[[ RECORD EXTRACTS, beginning ]]

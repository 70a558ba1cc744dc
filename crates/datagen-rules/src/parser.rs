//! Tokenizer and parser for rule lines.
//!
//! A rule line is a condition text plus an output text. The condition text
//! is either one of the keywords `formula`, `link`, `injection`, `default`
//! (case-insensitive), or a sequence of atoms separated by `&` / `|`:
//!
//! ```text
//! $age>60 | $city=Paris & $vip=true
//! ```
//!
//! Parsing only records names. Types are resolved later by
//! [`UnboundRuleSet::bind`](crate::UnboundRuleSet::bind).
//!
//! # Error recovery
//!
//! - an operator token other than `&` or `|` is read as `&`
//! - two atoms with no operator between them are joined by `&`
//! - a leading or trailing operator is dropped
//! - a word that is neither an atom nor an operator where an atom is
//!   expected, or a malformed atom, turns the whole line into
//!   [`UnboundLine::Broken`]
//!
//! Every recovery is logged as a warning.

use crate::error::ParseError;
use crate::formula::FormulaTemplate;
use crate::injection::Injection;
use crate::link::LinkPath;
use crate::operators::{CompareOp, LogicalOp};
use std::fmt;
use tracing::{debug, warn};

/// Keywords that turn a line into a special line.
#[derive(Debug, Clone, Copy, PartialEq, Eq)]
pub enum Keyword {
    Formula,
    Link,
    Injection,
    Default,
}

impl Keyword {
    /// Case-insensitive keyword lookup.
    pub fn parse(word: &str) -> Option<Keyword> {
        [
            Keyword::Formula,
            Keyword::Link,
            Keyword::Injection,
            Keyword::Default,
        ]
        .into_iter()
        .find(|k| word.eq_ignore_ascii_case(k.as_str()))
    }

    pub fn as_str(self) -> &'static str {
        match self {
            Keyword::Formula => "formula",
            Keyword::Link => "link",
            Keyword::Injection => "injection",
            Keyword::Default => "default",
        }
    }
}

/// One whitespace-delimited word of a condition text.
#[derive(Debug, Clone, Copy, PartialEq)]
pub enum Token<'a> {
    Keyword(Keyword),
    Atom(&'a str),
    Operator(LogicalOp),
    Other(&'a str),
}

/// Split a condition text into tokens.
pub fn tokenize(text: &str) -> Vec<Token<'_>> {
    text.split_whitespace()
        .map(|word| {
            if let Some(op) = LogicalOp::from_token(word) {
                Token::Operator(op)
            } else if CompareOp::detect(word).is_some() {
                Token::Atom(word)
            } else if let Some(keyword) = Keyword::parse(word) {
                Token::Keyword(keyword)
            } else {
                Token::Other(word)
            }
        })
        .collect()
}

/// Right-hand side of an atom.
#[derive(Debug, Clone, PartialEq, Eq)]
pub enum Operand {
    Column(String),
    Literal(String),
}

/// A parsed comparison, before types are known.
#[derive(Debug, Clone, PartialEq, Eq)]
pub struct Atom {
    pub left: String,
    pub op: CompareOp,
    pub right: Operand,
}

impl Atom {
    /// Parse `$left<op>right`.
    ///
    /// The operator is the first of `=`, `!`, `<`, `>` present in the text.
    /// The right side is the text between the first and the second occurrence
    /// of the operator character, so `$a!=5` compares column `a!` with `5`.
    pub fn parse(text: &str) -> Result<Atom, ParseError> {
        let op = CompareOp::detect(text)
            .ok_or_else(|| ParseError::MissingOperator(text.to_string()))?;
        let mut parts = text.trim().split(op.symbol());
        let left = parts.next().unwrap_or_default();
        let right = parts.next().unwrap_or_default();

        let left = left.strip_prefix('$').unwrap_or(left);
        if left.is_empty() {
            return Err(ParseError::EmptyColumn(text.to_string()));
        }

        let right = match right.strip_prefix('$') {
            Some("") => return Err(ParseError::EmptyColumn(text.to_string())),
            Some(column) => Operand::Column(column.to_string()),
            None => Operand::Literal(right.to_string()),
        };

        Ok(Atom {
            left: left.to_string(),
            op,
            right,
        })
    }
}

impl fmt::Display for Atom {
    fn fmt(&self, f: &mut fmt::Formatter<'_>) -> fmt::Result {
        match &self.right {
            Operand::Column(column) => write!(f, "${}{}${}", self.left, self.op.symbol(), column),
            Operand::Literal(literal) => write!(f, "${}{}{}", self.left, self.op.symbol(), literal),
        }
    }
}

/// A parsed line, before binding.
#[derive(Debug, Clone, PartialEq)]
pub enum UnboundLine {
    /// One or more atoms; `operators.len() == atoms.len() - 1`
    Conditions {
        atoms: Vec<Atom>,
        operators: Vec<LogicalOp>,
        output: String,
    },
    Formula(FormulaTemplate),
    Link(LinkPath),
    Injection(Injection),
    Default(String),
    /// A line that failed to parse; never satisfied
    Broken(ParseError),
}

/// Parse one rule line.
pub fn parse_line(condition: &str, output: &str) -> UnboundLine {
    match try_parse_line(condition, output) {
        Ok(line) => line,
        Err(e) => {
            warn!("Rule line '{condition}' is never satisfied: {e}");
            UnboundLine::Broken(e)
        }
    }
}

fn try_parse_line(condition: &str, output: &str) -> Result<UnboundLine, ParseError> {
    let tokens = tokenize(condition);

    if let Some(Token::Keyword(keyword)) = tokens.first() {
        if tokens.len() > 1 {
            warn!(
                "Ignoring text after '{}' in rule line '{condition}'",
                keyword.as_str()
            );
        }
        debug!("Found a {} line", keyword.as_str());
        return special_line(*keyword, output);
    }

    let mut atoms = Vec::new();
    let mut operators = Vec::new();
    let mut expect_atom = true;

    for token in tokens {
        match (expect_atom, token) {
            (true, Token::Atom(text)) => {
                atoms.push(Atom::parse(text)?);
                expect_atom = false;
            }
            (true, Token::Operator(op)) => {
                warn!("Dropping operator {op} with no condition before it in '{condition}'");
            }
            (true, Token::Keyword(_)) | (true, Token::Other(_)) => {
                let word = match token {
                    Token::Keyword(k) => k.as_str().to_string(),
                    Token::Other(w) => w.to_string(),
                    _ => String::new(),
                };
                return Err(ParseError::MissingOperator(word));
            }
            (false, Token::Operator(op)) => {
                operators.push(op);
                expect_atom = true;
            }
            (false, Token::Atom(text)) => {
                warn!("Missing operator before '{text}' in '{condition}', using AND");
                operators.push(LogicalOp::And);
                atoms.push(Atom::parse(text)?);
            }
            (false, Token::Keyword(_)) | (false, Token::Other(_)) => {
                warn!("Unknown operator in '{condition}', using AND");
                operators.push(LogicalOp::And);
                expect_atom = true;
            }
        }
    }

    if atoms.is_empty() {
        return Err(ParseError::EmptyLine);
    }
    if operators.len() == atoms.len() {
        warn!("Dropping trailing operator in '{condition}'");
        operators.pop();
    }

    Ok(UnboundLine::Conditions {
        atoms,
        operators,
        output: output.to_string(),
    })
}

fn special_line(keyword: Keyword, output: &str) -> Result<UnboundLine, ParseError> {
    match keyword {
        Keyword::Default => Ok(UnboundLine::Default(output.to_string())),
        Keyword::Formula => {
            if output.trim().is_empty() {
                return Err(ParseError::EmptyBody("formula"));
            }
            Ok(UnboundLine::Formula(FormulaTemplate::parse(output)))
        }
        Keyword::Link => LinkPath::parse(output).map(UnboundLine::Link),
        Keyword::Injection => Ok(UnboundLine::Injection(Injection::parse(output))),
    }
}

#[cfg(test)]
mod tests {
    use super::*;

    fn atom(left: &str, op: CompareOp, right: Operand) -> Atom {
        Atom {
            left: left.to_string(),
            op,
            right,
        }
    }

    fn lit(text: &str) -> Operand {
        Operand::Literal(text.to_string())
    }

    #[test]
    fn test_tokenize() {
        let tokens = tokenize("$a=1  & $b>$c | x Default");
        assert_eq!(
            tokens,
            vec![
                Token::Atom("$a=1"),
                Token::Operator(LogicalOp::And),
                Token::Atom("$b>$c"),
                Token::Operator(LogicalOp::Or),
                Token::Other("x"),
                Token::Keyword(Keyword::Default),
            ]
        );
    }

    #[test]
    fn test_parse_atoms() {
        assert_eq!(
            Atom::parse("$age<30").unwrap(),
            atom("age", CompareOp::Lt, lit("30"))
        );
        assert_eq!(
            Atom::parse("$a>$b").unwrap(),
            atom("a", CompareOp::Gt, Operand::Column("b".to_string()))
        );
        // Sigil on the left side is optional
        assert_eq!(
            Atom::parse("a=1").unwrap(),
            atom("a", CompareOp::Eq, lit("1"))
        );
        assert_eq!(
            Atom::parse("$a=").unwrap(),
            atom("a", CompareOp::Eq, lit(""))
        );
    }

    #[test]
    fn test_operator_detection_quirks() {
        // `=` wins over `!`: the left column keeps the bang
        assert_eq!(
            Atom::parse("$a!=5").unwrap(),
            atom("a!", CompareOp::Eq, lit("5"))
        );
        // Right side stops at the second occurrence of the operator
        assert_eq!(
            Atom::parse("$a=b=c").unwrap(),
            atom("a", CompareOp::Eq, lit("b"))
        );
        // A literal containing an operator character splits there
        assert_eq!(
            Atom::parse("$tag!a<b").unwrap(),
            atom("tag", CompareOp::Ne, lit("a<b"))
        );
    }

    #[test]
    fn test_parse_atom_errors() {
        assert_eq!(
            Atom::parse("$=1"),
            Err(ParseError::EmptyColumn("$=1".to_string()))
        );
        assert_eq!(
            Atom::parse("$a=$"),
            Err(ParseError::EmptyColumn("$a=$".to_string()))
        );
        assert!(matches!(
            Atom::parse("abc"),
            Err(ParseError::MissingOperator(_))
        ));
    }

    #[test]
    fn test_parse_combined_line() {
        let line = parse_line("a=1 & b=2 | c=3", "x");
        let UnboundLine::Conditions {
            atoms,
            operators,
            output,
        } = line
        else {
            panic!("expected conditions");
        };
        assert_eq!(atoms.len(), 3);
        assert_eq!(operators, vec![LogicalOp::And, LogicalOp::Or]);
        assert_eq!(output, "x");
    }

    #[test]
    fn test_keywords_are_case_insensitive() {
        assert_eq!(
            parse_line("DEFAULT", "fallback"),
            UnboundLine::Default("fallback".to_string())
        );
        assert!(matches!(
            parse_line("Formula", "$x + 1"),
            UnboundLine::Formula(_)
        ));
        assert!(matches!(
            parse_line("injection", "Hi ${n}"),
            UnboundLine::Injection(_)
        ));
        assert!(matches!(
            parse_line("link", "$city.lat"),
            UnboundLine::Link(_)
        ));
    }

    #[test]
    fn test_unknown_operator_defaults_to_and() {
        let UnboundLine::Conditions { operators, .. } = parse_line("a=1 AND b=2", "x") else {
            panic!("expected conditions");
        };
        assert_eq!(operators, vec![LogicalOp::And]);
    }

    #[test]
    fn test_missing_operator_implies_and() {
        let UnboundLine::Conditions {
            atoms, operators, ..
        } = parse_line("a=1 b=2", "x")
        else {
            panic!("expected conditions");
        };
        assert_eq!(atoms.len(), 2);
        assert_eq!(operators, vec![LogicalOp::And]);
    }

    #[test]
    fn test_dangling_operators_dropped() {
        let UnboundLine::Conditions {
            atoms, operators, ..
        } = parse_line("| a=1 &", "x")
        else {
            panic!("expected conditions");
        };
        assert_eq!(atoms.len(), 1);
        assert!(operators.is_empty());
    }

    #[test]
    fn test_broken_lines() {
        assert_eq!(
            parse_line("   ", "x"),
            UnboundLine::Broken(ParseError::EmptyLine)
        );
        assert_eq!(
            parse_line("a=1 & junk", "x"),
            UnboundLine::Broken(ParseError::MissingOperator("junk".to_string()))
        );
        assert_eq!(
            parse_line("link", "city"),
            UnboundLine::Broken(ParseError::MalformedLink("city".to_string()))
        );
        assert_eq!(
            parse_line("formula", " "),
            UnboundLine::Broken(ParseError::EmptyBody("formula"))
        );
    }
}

[[ RECORD EXTRACTS, end ]]

YOUR OBJECTIVE >> The required output is the exact run of lines from the beginning of the records to the line with "- two atoms", that line included.

ANSWER TO THE PROBLEM >>
repository 70a558ba1cc744dc
filename crates/datagen-rules/src/parser.rs
//! Tokenizer and parser for rule lines.
//!
//! A rule line is a condition text plus an output text. The condition text
//! is either one of the keywords `formula`, `link`, `injection`, `default`
//! (case-insensitive), or a sequence of atoms separated by `&` / `|`:
//!
//! ```text
//! $age>60 | $city=Paris & $vip=true
//! ```
//!
//! Parsing only records names. Types are resolved later by
//! [`UnboundRuleSet::bind`](crate::UnboundRuleSet::bind).
//!
//! # Error recovery
//!
//! - an operator token other than `&` or `|` is read as `&`
//! - two atoms with no operator between them are joined by `&`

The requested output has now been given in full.